[Problem to work on] Your answer must be every record below, written out exactly as it appears.

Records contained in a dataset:

*** Begin section ***

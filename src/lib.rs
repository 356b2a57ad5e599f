pub mod error;
pub mod handlers;
pub mod index;
pub mod record;
pub mod tokenize;

pub use error::{LoadError, RecordError};
pub use handlers::{AppState, router};
pub use index::{DICT_FILES, Index};
pub use record::{DataRecord, FileKind, IndexRecord, Record, SynsetOffset, parse_line};
pub use tokenize::{STOPWORDS, tokenize};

*** End section ***

[Response box]
filename src/lib.rs
repository 356b2a57ad5e599f
pub mod error;
pub mod handlers;
pub mod index;
pub mod record;
pub mod tokenize;

pub use error::{LoadError, RecordError};
pub use handlers::{AppState, router};
pub use index::{DICT_FILES, Index};
pub use record::{DataRecord, FileKind, IndexRecord, Record, SynsetOffset, parse_line};
pub use tokenize::{STOPWORDS, tokenize};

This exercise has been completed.